The main genetic risk factor for Alzheimer’s disease (AD) is the apolipoprotein E ε4 allele (APOE4). AD risk associated with APOE4 disproportionately affects women. Furthermore, human and rodent studies indicate that the cognitive deficits associated with APOE4 are greater in females. One modifiable AD risk factor is obesity during middle age. Given that approximately two-thirds of US adults are overweight, it is important to understand how obesity affects AD risk, how it interacts with APOE4, and the extent to which its detrimental effects can be mitigated with therapeutics. One intervention study for women is estrogen-based hormone therapy, which can exert numerous health benefits when administered in early middle age. No experimental studies have examined the interactions among APOE4, obesity, and hormone therapy in aging females. To begin to explore these issues, we considered how obesity outcomes are affected by treatment with estradiol at the onset of middle age in female mice with human APOE3 and APOE4. Furthermore, to explore how gene dosage affects outcomes, we compared mice homozygous for APOE3 (3/3) and homozygous (4/4) or hemizygous (3/4) for APOE4. Mice were examined over a 4-month period that spans the transition into reproductive senescence, a normal age-related change that models many aspects of human perimenopause.

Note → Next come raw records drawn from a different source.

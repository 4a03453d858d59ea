//! Request types and validation for HTTP endpoints.
//!
//! Field names follow the public JSON contract (`user_id`, `vehicle_id`,
//! `type`); the library's own names (`holder_id`, `kind`) stay internal.

use chrono::{DateTime, Utc};
use serde::{Deserialize, Serialize};

use fleetshare_lib::{GeoLocation, NewTripEvent, TripEventKind};

use crate::ProblemDetails;

/// Validation trait for request types.
///
/// Implementations reject malformed input with a `ProblemDetails` before the
/// request reaches the fleet.
pub trait Validate {
    /// Validate the request, returning an error if invalid.
    ///
    /// Returns a boxed `ProblemDetails` to avoid large `Result::Err` variants.
    fn validate(&self, request_id: &str) -> Result<(), Box<ProblemDetails>>;
}

fn require(field: &str, value: &str, request_id: &str) -> Result<(), Box<ProblemDetails>> {
    if value.trim().is_empty() {
        return Err(Box::new(ProblemDetails::bad_request(
            format!("The '{}' field is required and cannot be empty", field),
            request_id,
        )));
    }
    Ok(())
}

fn check_location(location: &GeoLocation, request_id: &str) -> Result<(), Box<ProblemDetails>> {
    location
        .validate()
        .map_err(|e| Box::new(ProblemDetails::bad_request(e.to_string(), request_id)))
}

/// Query string of `GET /api/v1/vehicles/nearby`.
#[derive(Debug, Clone, Serialize, Deserialize)]
pub struct NearbyQuery {
    pub latitude: f64,
    pub longitude: f64,
    /// Search radius in meters.
    pub radius: f64,
}

impl NearbyQuery {
    pub fn location(&self) -> GeoLocation {
        GeoLocation::new(self.latitude, self.longitude)
    }
}

impl Validate for NearbyQuery {
    fn validate(&self, request_id: &str) -> Result<(), Box<ProblemDetails>> {
        if !self.radius.is_finite() || self.radius <= 0.0 {
            return Err(Box::new(ProblemDetails::bad_request(
                "The 'radius' parameter must be a positive number of meters",
                request_id,
            )));
        }
        check_location(&self.location(), request_id)
    }
}

/// Body of `PUT /api/v1/trips/begin`.
#[derive(Debug, Clone, Serialize, Deserialize)]
pub struct BeginTripRequest {
    pub user_id: String,
    pub vehicle_id: String,
}

impl Validate for BeginTripRequest {
    fn validate(&self, request_id: &str) -> Result<(), Box<ProblemDetails>> {
        require("user_id", &self.user_id, request_id)?;
        require("vehicle_id", &self.vehicle_id, request_id)
    }
}

/// Body of `PUT /api/v1/trips/end`.
#[derive(Debug, Clone, Serialize, Deserialize)]
pub struct EndTripRequest {
    pub user_id: String,
    pub vehicle_id: String,
    /// Where the vehicle was left; omitted keeps its last known position.
    #[serde(default, skip_serializing_if = "Option::is_none")]
    pub location: Option<GeoLocation>,
}

impl Validate for EndTripRequest {
    fn validate(&self, request_id: &str) -> Result<(), Box<ProblemDetails>> {
        require("user_id", &self.user_id, request_id)?;
        require("vehicle_id", &self.vehicle_id, request_id)?;
        match &self.location {
            Some(location) => check_location(location, request_id),
            None => Ok(()),
        }
    }
}

/// Body of `POST /api/v1/trip-events`.
#[derive(Debug, Clone, Serialize, Deserialize)]
pub struct TripEventRequest {
    pub user_id: String,
    pub vehicle_id: String,
    pub location: GeoLocation,
    /// `trip_start`, `trip_location_update`, or `trip_stop` (kebab case also
    /// accepted).
    #[serde(rename = "type")]
    pub kind: String,
    #[serde(default, skip_serializing_if = "Option::is_none")]
    pub created_at: Option<DateTime<Utc>>,
}

impl TripEventRequest {
    /// Convert into the library event, parsing the event kind.
    pub fn to_event(&self) -> fleetshare_lib::Result<NewTripEvent> {
        let kind: TripEventKind = self.kind.parse()?;
        Ok(NewTripEvent {
            holder_id: self.user_id.clone(),
            vehicle_id: self.vehicle_id.clone(),
            location: self.location,
            kind,
            created_at: self.created_at,
        })
    }
}

impl Validate for TripEventRequest {
    fn validate(&self, request_id: &str) -> Result<(), Box<ProblemDetails>> {
        require("user_id", &self.user_id, request_id)?;
        require("vehicle_id", &self.vehicle_id, request_id)?;
        require("type", &self.kind, request_id)?;
        check_location(&self.location, request_id)?;
        self.kind
            .parse::<TripEventKind>()
            .map(|_| ())
            .map_err(|e| Box::new(ProblemDetails::bad_request(e.to_string(), request_id)))
    }
}

#[cfg(test)]
mod tests {
    use super::*;

    fn event_request(kind: &str) -> TripEventRequest {
        TripEventRequest {
            user_id: "rider-1".to_string(),
            vehicle_id: "scooter-001".to_string(),
            location: GeoLocation::new(52.5, 13.4),
            kind: kind.to_string(),
            created_at: None,
        }
    }

    #[test]
    fn test_nearby_query_validation() {
        let valid = NearbyQuery {
            latitude: 52.5,
            longitude: 13.4,
            radius: 100.0,
        };
        assert!(valid.validate("req").is_ok());

        let zero = NearbyQuery {
            radius: 0.0,
            ..valid.clone()
        };
        assert_eq!(zero.validate("req").unwrap_err().status, 400);

        let off_map = NearbyQuery {
            latitude: 95.0,
            ..valid
        };
        let problem = off_map.validate("req").unwrap_err();
        assert!(problem.detail.as_deref().unwrap().contains("latitude"));
    }

    #[test]
    fn test_begin_trip_requires_ids() {
        let request = BeginTripRequest {
            user_id: " ".to_string(),
            vehicle_id: "scooter-001".to_string(),
        };
        let problem = request.validate("req-1").unwrap_err();
        assert!(problem.detail.as_deref().unwrap().contains("user_id"));
        assert_eq!(problem.instance.as_deref(), Some("req-1"));
    }

    #[test]
    fn test_end_trip_location_optional() {
        let request: EndTripRequest =
            serde_json::from_str(r#"{"user_id":"rider-1","vehicle_id":"scooter-001"}"#).unwrap();
        assert!(request.location.is_none());
        assert!(request.validate("req").is_ok());

        let request: EndTripRequest = serde_json::from_str(
            r#"{"user_id":"rider-1","vehicle_id":"scooter-001","location":{"latitude":0.0,"longitude":181.0}}"#,
        )
        .unwrap();
        assert!(request.validate("req").is_err());
    }

    #[test]
    fn test_trip_event_kind_validation() {
        assert!(event_request("trip_start").validate("req").is_ok());
        assert!(event_request("trip-location-update").validate("req").is_ok());
        assert!(event_request("trip-pause").validate("req").is_err());
        assert!(event_request("").validate("req").is_err());
    }

    #[test]
    fn test_trip_event_json_contract() {
        let request: TripEventRequest = serde_json::from_str(
            r#"{
                "user_id": "rider-1",
                "vehicle_id": "scooter-001",
                "location": {"latitude": 52.5, "longitude": 13.4},
                "type": "trip_stop",
                "created_at": "2024-05-01T12:00:00Z"
            }"#,
        )
        .unwrap();

        let event = request.to_event().unwrap();
        assert_eq!(event.kind, TripEventKind::TripStop);
        assert_eq!(event.holder_id, "rider-1");
        assert!(event.created_at.is_some());
    }
}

Beginning at 5 months of age, mice were maintained on a control diet (10% fat) or high-fat diet (HFD; 60% fat). After 8 weeks, by which time obesity was present in all HFD groups, mice were implanted with an estradiol or vehicle capsule that was maintained for the final 8 weeks. Animals were assessed on a range of metabolic and neural measures. Overall, APOE4 was associated with poorer metabolic function and cognitive performance. However, an obesogenic diet induced relatively greater impairments in metabolic function and cognitive performance in APOE3/3 mice. Estradiol treatment improved metabolic and cognitive outcomes across all HFD groups, with APOE4/4 generally exhibiting the greatest benefit. APOE3/4 mice were intermediate to the homozygous genotypes on many measures but also exhibited unique profiles. Together, these findings highlight the importance of the APOE genotype as a modulator of the risks associated with obesity and the beneficial outcomes of estradiol.